Content starts
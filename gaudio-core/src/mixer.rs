// Symphonia
// Copyright (c) 2019-2022 The Project Symphonia Developers.
//
// This Source Code Form is subject to the terms of the Mozilla Public
// License, v. 2.0. If a copy of the MPL was not distributed with this
// file, You can obtain one at https://mozilla.org/MPL/2.0/.

//! The mixer: a fixed-capacity op chain over a float work buffer, including time-varying fades.

use smallvec::SmallVec;
use std::f64::consts::PI;

use crate::sbuf::SampleBuf;

/// Hard cap on the number of ops in a stream's mix chain (§9).
pub const MAX_MIX_OPS: usize = 512;

/// `dst = all` is represented by this variant rather than a sentinel negative index.
#[derive(Debug, Clone, Copy, PartialEq, Eq)]
pub enum MixTarget {
    One(u16),
    All,
}

/// One of the seven fade shape curves (§4.5). `{`/`}` alias to `Exponential`, `(`/`)` alias to
/// `RaisedSine`, at parse time.
#[derive(Debug, Clone, Copy, PartialEq, Eq)]
pub enum FadeShape {
    /// T: triangular/linear.
    Triangular,
    /// E: exponential, typically used for fade-out.
    Exponential,
    /// L: logarithmic.
    Logarithmic,
    /// H: raised sine (half-cosine).
    RaisedSine,
    /// Q: quarter sine.
    QuarterSine,
    /// p: parabola.
    Parabola,
    /// P: inverted parabola.
    InvertedParabola,
}

impl FadeShape {
    /// Parses a shape character, applying the `{`/`}` → E and `(`/`)` → H aliases.
    pub fn parse(c: char) -> Option<FadeShape> {
        match c {
            'T' => Some(FadeShape::Triangular),
            'E' | '{' | '}' => Some(FadeShape::Exponential),
            'L' => Some(FadeShape::Logarithmic),
            'H' | '(' | ')' => Some(FadeShape::RaisedSine),
            'Q' => Some(FadeShape::QuarterSine),
            'p' => Some(FadeShape::Parabola),
            'P' => Some(FadeShape::InvertedParabola),
            _ => None,
        }
    }

    /// Maps a normalised index `i ∈ [0,1]` to a gain in `[0,1]`.
    pub fn gain(self, i: f64) -> f64 {
        if !(0.0001..0.9999).contains(&i) {
            return i;
        }
        match self {
            FadeShape::Triangular => i,
            FadeShape::Exponential => (-5.75646273248511 * (1.0 - i)).exp(),
            FadeShape::Logarithmic => 1.0 - (-5.75646273248511 * i).exp(),
            FadeShape::RaisedSine => (1.0 - (i * PI).cos()) / 2.0,
            FadeShape::QuarterSine => (i * PI / 2.0).sin(),
            FadeShape::Parabola => 1.0 - (1.0 - i).sqrt(),
            FadeShape::InvertedParabola => 1.0 - (1.0 - i) * (1.0 - i),
        }
    }
}

/// One operation in the mixer's op chain (§3, §4.5).
#[derive(Debug, Clone, Copy, PartialEq)]
pub enum MixOp {
    Swap { dst: u16, src: u16 },
    Add { dst: u16, src: u16, vol: f32 },
    Volume { dst: MixTarget, vol: f32 },
    Limit { dst: MixTarget, vol: f32 },
    Upmix { dst: u16 },
    Downmix { dst: u16 },
    Killmix { dst: u16 },
    Fade {
        dst: MixTarget,
        vol_start: f32,
        vol_end: f32,
        shape: FadeShape,
        time_pre: u64,
        time_start: u64,
        time_end: u64,
        time_post: u64,
    },
}

impl MixOp {
    fn is_fade(&self) -> bool {
        matches!(self, MixOp::Fade { .. })
    }

    /// Whether this fade op overlaps the sample range `[pos, pos + count)`.
    fn fade_overlaps(&self, pos: u64, count: u64) -> bool {
        match *self {
            MixOp::Fade { time_pre, time_post, .. } => pos < time_post && pos + count > time_pre,
            _ => false,
        }
    }
}

/// Float mixbuf plus an ordered op chain (§3, §4.5).
pub struct Mixer {
    input_channels: u16,
    output_channels: u16,
    mixing_channels: u16,
    active: bool,
    ops: SmallVec<[MixOp; 16]>,
    has_fade: bool,
    has_non_fade: bool,
    work_buf: Vec<f64>,
    max_samples: usize,
    pos: u64,
    forced_format: Option<crate::sample::SampleFormat>,
}

impl Mixer {
    pub fn new(input_channels: u16) -> Self {
        Mixer {
            input_channels,
            output_channels: input_channels,
            mixing_channels: input_channels,
            active: false,
            ops: SmallVec::new(),
            has_fade: false,
            has_non_fade: false,
            work_buf: Vec::new(),
            max_samples: 0,
            pos: 0,
            forced_format: None,
        }
    }

    pub fn output_channels(&self) -> u16 {
        self.output_channels
    }

    pub fn is_active(&self) -> bool {
        self.active
    }

    pub fn set_forced_format(&mut self, format: Option<crate::sample::SampleFormat>) {
        self.forced_format = format;
    }

    /// Appends an op to the chain while the mixer is inactive. Ops that are nonsensical (dst ==
    /// src on a swap, a no-op unity volume, an out-of-bounds channel index given the channel
    /// count simulated so far) are silently ignored, per §4.5. Returns `true` if the op was
    /// accepted.
    pub fn push(&mut self, op: MixOp) -> bool {
        assert!(!self.active, "cannot push a mix op after the chain has been activated");
        if self.ops.len() >= MAX_MIX_OPS {
            return false;
        }

        let current_channels = self.output_channels;

        let valid = match op {
            MixOp::Swap { dst, src } => dst != src && dst < current_channels && src < current_channels,
            MixOp::Add { dst, src, .. } => dst != src && dst < current_channels && src < current_channels,
            MixOp::Volume { dst, vol } => vol != 1.0 && Self::target_in_bounds(dst, current_channels),
            MixOp::Limit { dst, .. } => Self::target_in_bounds(dst, current_channels),
            MixOp::Upmix { dst } => dst <= current_channels,
            MixOp::Downmix { dst } => dst < current_channels && current_channels > 1,
            MixOp::Killmix { dst } => dst < current_channels,
            MixOp::Fade { dst, time_pre, time_start, time_end, time_post, .. } => {
                Self::target_in_bounds(dst, current_channels)
                    && time_pre <= time_start
                    && time_start <= time_end
                    && time_end <= time_post
            }
        };

        if !valid {
            return false;
        }

        match op {
            MixOp::Upmix { .. } => self.output_channels += 1,
            MixOp::Downmix { dst } => self.output_channels = dst,
            MixOp::Killmix { dst } => self.output_channels = dst,
            _ => {}
        }

        if op.is_fade() {
            self.has_fade = true;
        } else {
            self.has_non_fade = true;
        }

        self.mixing_channels = self.mixing_channels.max(self.output_channels);
        self.ops.push(op);
        true
    }

    fn target_in_bounds(target: MixTarget, channels: u16) -> bool {
        match target {
            MixTarget::All => true,
            MixTarget::One(ch) => ch < channels,
        }
    }

    /// Freezes the op chain and allocates the float work buffer. Idempotent.
    pub fn setup(&mut self, max_samples: usize) {
        if self.active {
            return;
        }
        self.active = true;
        self.max_samples = max_samples;
        self.mixing_channels = self.mixing_channels.max(self.input_channels).max(self.output_channels);
        self.work_buf = vec![0.0; max_samples * self.mixing_channels as usize];
    }

    /// Activates the mixer (if not already) and grows the work buffer if `samples` exceeds the
    /// capacity it was last sized for. Callers render buffers of varying size across calls; the
    /// teacher's one-shot `setup` assumes a known max up front, which a streaming caller rarely
    /// has, so this is the streaming-friendly entry point `Stream::render` actually uses.
    pub fn ensure_capacity(&mut self, samples: usize) {
        if !self.active {
            self.setup(samples);
            return;
        }
        if samples > self.max_samples {
            self.max_samples = samples;
            self.work_buf = vec![0.0; self.max_samples * self.mixing_channels as usize];
        }
    }

    /// Processes `count` frames of `buf` (which holds `input_channels` channels) in place,
    /// growing/shrinking effective channel count as ops dictate, and reports the final channel
    /// count written. `buf` must have been produced with at least `self.output_channels`
    /// capacity per frame if the chain contains an Upmix.
    pub fn process(&mut self, buf: &mut SampleBuf, count: usize) -> u16 {
        if !self.active {
            return self.input_channels;
        }

        if self.has_fade && !self.has_non_fade {
            let overlaps = self.ops.iter().any(|op| op.fade_overlaps(self.pos, count as u64));
            if !overlaps {
                self.pos += count as u64;
                return self.output_channels;
            }
        }

        let mixing = self.mixing_channels as usize;
        self.work_buf[..count * mixing].fill(0.0);
        for frame in 0..count {
            for ch in 0..self.input_channels as usize {
                self.work_buf[frame * mixing + ch] = buf.sample_scaled(frame, ch);
            }
        }

        let mut current_channels = self.input_channels as usize;

        for op in self.ops.clone().iter() {
            self.apply_op(op, count, mixing, &mut current_channels);
        }

        for frame in 0..count {
            for ch in 0..current_channels {
                buf.set_sample_scaled(frame, ch, self.work_buf[frame * mixing + ch]);
            }
        }

        self.pos += count as u64;
        current_channels as u16
    }

    fn apply_op(&mut self, op: &MixOp, count: usize, mixing: usize, current_channels: &mut usize) {
        match *op {
            MixOp::Swap { dst, src } => {
                let (dst, src) = (dst as usize, src as usize);
                for frame in 0..count {
                    self.work_buf.swap(frame * mixing + dst, frame * mixing + src);
                }
            }
            MixOp::Add { dst, src, vol } => {
                let (dst, src) = (dst as usize, src as usize);
                for frame in 0..count {
                    let add = self.work_buf[frame * mixing + src] * vol as f64;
                    self.work_buf[frame * mixing + dst] += add;
                }
            }
            MixOp::Volume { dst, vol } => {
                self.for_each_target(dst, *current_channels, count, mixing, |s| s * vol as f64)
            }
            MixOp::Limit { dst, vol } => {
                let limit = vol as f64;
                self.for_each_target(dst, *current_channels, count, mixing, move |s| {
                    s.clamp(-limit, limit)
                })
            }
            MixOp::Upmix { dst } => {
                let dst = dst as usize;
                for frame in (0..count).rev() {
                    for ch in (dst..*current_channels).rev() {
                        self.work_buf[frame * mixing + ch + 1] = self.work_buf[frame * mixing + ch];
                    }
                    self.work_buf[frame * mixing + dst] = 0.0;
                }
                *current_channels += 1;
            }
            MixOp::Downmix { dst } => {
                let dst = dst as usize;
                for frame in 0..count {
                    for ch in dst..*current_channels - 1 {
                        self.work_buf[frame * mixing + ch] = self.work_buf[frame * mixing + ch + 1];
                    }
                }
                *current_channels -= 1;
            }
            MixOp::Killmix { dst } => {
                *current_channels = dst as usize;
            }
            MixOp::Fade { dst, vol_start, vol_end, shape, time_pre, time_start, time_end, time_post } => {
                for frame in 0..count {
                    let cur = self.pos + frame as u64;
                    let gain = if cur < time_pre || cur >= time_post {
                        continue;
                    } else if cur < time_start {
                        vol_start as f64
                    } else if cur >= time_end {
                        vol_end as f64
                    } else {
                        let fading_in = vol_start < vol_end;
                        let span = (time_end - time_start).max(1) as f64;
                        let i = if fading_in {
                            (cur - time_start) as f64 / span
                        } else {
                            (time_end - cur) as f64 / span
                        };
                        let g = shape.gain(i);
                        if fading_in {
                            vol_start as f64 + (vol_end as f64 - vol_start as f64) * g
                        } else {
                            vol_end as f64 + (vol_start as f64 - vol_end as f64) * g
                        }
                    };
                    self.scale_target_frame(dst, frame, mixing, gain);
                }
            }
        }
    }

    fn for_each_target(
        &mut self,
        dst: MixTarget,
        current_channels: usize,
        count: usize,
        mixing: usize,
        f: impl Fn(f64) -> f64,
    ) {
        match dst {
            MixTarget::All => {
                for frame in 0..count {
                    for ch in 0..current_channels {
                        let v = self.work_buf[frame * mixing + ch];
                        self.work_buf[frame * mixing + ch] = f(v);
                    }
                }
            }
            MixTarget::One(ch) => {
                let ch = ch as usize;
                for frame in 0..count {
                    let v = self.work_buf[frame * mixing + ch];
                    self.work_buf[frame * mixing + ch] = f(v);
                }
            }
        }
    }

    fn scale_target_frame(&mut self, dst: MixTarget, frame: usize, mixing: usize, gain: f64) {
        match dst {
            MixTarget::All => {
                for ch in 0..self.mixing_channels as usize {
                    self.work_buf[frame * mixing + ch] *= gain;
                }
            }
            MixTarget::One(ch) => {
                self.work_buf[frame * mixing + ch as usize] *= gain;
            }
        }
    }
}

#[cfg(test)]
mod tests {
    use super::*;

    #[test]
    fn push_rejects_self_swap() {
        let mut m = Mixer::new(2);
        assert!(!m.push(MixOp::Swap { dst: 0, src: 0 }));
    }

    #[test]
    fn push_rejects_unity_volume() {
        let mut m = Mixer::new(2);
        assert!(!m.push(MixOp::Volume { dst: MixTarget::All, vol: 1.0 }));
    }

    #[test]
    fn upmix_then_volume_grows_channels() {
        let mut m = Mixer::new(1);
        assert!(m.push(MixOp::Upmix { dst: 0 }));
        assert!(m.push(MixOp::Volume { dst: MixTarget::One(0), vol: 0.5 }));
        assert_eq!(m.output_channels(), 2);
    }

    #[test]
    fn fade_gain_shortcuts_at_extremes() {
        assert_eq!(FadeShape::Exponential.gain(0.0), 0.0);
        assert_eq!(FadeShape::Exponential.gain(1.0), 1.0);
    }

    #[test]
    fn fade_shape_alias_parsing() {
        assert_eq!(FadeShape::parse('{'), Some(FadeShape::Exponential));
        assert_eq!(FadeShape::parse('('), Some(FadeShape::RaisedSine));
    }

    #[test]
    fn op_chain_hard_cap() {
        let mut m = Mixer::new(8);
        let mut accepted = 0;
        for _ in 0..(MAX_MIX_OPS + 10) {
            if m.push(MixOp::Volume { dst: MixTarget::One(0), vol: 0.9 }) {
                accepted += 1;
            }
        }
        assert!(accepted <= MAX_MIX_OPS);
    }
}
Content ends
- [DIRECTIONS]: In the answer, the lines from the first line of the data above through the line containing "mix chain (§9)." must appear exactly as written, with nothing else.

- [YOUR RESPONSE]:
filename gaudio-core/src/mixer.rs
// Symphonia
// Copyright (c) 2019-2022 The Project Symphonia Developers.
//
// This Source Code Form is subject to the terms of the Mozilla Public
// License, v. 2.0. If a copy of the MPL was not distributed with this
// file, You can obtain one at https://mozilla.org/MPL/2.0/.

//! The mixer: a fixed-capacity op chain over a float work buffer, including time-varying fades.

use smallvec::SmallVec;
use std::f64::consts::PI;

use crate::sbuf::SampleBuf;

/// Hard cap on the number of ops in a stream's mix chain (§9).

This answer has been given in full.